Sept. 11 wasn't the only event to shape the arts and entertainment world in 2001. But it had far-reaching reverberations, beyond delayed season premieres, dark stages, thwarted logistics and fluctuating movie schedules. For many, it provided a test of will: the will to create, the will to perform, the will to interpret, the will to keep on. For our annual year-end issue, we talked to writers, performers, executives and administrators from the Broadway stage to community arts centers for their thoughts about an unprecedented period in the country's culture.
Sept. 11
Kevin McKenzie, artistic director, American Ballet Theatre: We were in Kansas City. It was the first day of a three-week tour. Then I heard on the radio that something was going on, turned on the TV and thought--here we go. When I got to the theater, things weren't exactly in disarray, people were going about their business--but there was a general assumption that we probably would not perform. I had to get people shepherded into the idea that, No. 1, you are safe, you are in no danger here performing, but No. 2 and most importantly, there can't be a question in your mind as to whether or not it's appropriate to perform. You are part of the healing process.
Last night, it was going to be a fun tour. This morning, it's a mission.
Jonathan Hensleigh, screenwriter whose credits include "Armageddon" (1998): That afternoon, I ran into somebody very prominently affiliated with the film "Armageddon" who said to me, "Yeah, wasn't it cool the way the buildings, how similar when the plane went into it to the asteroids hitting the buildings in 'Armageddon,'" and I stared at the person. It was one of those Hollywood moments where the mixture of disbelief and revulsion is almost overwhelming. I mumbled something like, "Yeah, really cool," and walked away and vomited in my car.
Bill Viola, video artist: I have been living this tragedy through my work in ways that I don't think I have ever experienced in my life, and I have been working in video for 32 years now.
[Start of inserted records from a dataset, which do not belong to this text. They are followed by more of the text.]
//! Combining a remote base snapshot with local override values.
//!
//! The merge is direction-dependent: on pull and print, overrides are
//! always applied on top of the base; on push, keys that appear both in
//! the working file and in the declared overrides are a leak hazard and
//! go through an explicit confirm-or-strip step in the sync protocol.

use crate::envfile::EnvMapping;
use std::collections::HashMap;

/// Apply `overrides` on top of `base`. Overrides strictly win; keys
/// present only in the overrides are added.
pub fn apply_overrides(base: &EnvMapping, overrides: &HashMap<String, String>) -> EnvMapping {
    let mut merged = base.clone();
    for (key, value) in overrides {
        merged.insert(key.clone(), value.clone());
    }
    merged
}

/// Keys present in both the working-file mapping and the declared
/// overrides, sorted for stable display.
pub fn collisions(workfile: &EnvMapping, overrides: &HashMap<String, String>) -> Vec<String> {
    let mut keys: Vec<String> = workfile
        .keys()
        .filter(|k| overrides.contains_key(*k))
        .cloned()
        .collect();
    keys.sort();
    keys
}

/// Remove the given keys from a push payload. Removed keys are omitted
/// entirely so the remote keeps its own last known value for them.
pub fn strip_keys(payload: &mut EnvMapping, keys: &[String]) {
    for key in keys {
        payload.remove(key);
    }
}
I am working on a large, digital, projected fresco of sorts. It's a series of five large panels of moving images, all interconnected, to tell a larger story.
At the beginning of 1999, the Guggenheim commissioned me to do a piece for their space in Berlin, the Deutsche Guggenheim. The first image that came to me, soon after they called, was an image of a building being flooded out from the inside, with people running out of it, terrified--screaming, running for their lives and getting washed away.
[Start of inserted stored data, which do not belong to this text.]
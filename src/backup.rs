//! Append-only backup of the working file.
//!
//! Before any destructive overwrite, the current working-file content is
//! captured: a verbatim copy when no backup exists yet, otherwise the
//! prior content is appended after a timestamped separator. The chain
//! grows without bound; auditability is favored over disk usage.

use chrono::{SecondsFormat, Utc};
use std::fs;
use std::path::Path;

use crate::error::Result;

/// Capture the current content of `working` into `backup`. Does nothing
/// when the working file does not exist. Returns whether a capture
/// happened.
pub fn capture(working: &Path, backup: &Path) -> Result<bool> {
    if !working.exists() {
        return Ok(false);
    }
    let current = fs::read_to_string(working)?;
    if backup.exists() {
        let mut chain = fs::read_to_string(backup)?;
        chain.push_str(&separator());
        chain.push_str(&current);
        fs::write(backup, chain)?;
    } else {
        fs::write(backup, current)?;
    }
    Ok(true)
}

fn separator() -> String {
    format!(
        "\n\n# ===== Backup from {} =====\n\n",
        Utc::now().to_rfc3339_opts(SecondsFormat::Secs, true)
    )
}

/// Whether two working-file contents differ, normalized for line-ending
/// differences only.
pub fn content_differs(a: &str, b: &str) -> bool {
    a.replace("\r\n", "\n") != b.replace("\r\n", "\n")
}

#[cfg(test)]
mod tests {
    use super::*;
    use tempfile::TempDir;

    #[test]
    fn first_capture_is_a_verbatim_copy() {
        let dir = TempDir::new().unwrap();
        let working = dir.path().join(".env");
        let backup = dir.path().join(".env.backup");
        fs::write(&working, "A=1\n").unwrap();

        assert!(capture(&working, &backup).unwrap());
        assert_eq!(fs::read_to_string(&backup).unwrap(), "A=1\n");
    }

    #[test]
    fn second_capture_appends_after_timestamped_separator() {
        let dir = TempDir::new().unwrap();
        let working = dir.path().join(".env");
        let backup = dir.path().join(".env.backup");

        fs::write(&working, "A=1\n").unwrap();
        capture(&working, &backup).unwrap();
        fs::write(&working, "A=2\n").unwrap();
        capture(&working, &backup).unwrap();

        let chain = fs::read_to_string(&backup).unwrap();
        assert!(chain.starts_with("A=1\n"));
        assert!(chain.contains("# ===== Backup from "));
        assert!(chain.ends_with("A=2\n"));
        // all captures are preserved
        assert!(chain.contains("A=1\n"));
    }

    #[test]
    fn missing_working_file_captures_nothing() {
        let dir = TempDir::new().unwrap();
        let working = dir.path().join(".env");
        let backup = dir.path().join(".env.backup");
        assert!(!capture(&working, &backup).unwrap());
        assert!(!backup.exists());
    }

    #[test]
    fn content_differs_ignores_line_endings() {
        assert!(!content_differs("A=1\nB=2\n", "A=1\r\nB=2\r\n"));
        assert!(content_differs("A=1\n", "A=2\n"));
    }
}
The next clear image that came to me, six to nine months later, was an image of a rescue crew at the side of a body of water in the desert, at dawn--they'd been up all night, exhausted, drained. And when the dawn light is breaking, they realize that there is no one left to rescue. There is a woman who is standing off to the side, looking out past the camera, past this body of water for a loved one who is not going to come back.
The third image revolved around my father's death; it's a deathbed scene. There's a house on a hill looking over another body of water, and a boat being loaded down on the beach, with the contents of someone's house. The side of the house is cut away, and you can see the man inside, with his son and daughter-in-law at his side, tending to him. After they leave, he dies.
When I do these big projects, I go into my early-morning schedule, waking up at 4:30, coming into the studio at 5. For some reason, I had the radio on, KCRW, and I heard that a plane had crashed into the World Trade Center, and that was all. I thought that's horrible, but I didn't think it would turn out to be what it turned out to be. I didn't see any live images until late that evening. It was pretty spooky.
McKenzie: To make matters worse, we were doing "Black Tuesday," the new creation that [choreographer] Paul Taylor had done for us in the spring [named for the day in 1929 when the stock market collapsed]. It's about people down and out, there's the skyline of New York, there are pistol shots. I just had to keep reminding people that you have to do this as a professional, in the best of times and the worst of times--and this is the worst of times. You can't say to yourself: "But it's insensitive to the audience to put that song on or not do this section of a ballet"--that's called censorship. The truth is that this piece became all the more poignant.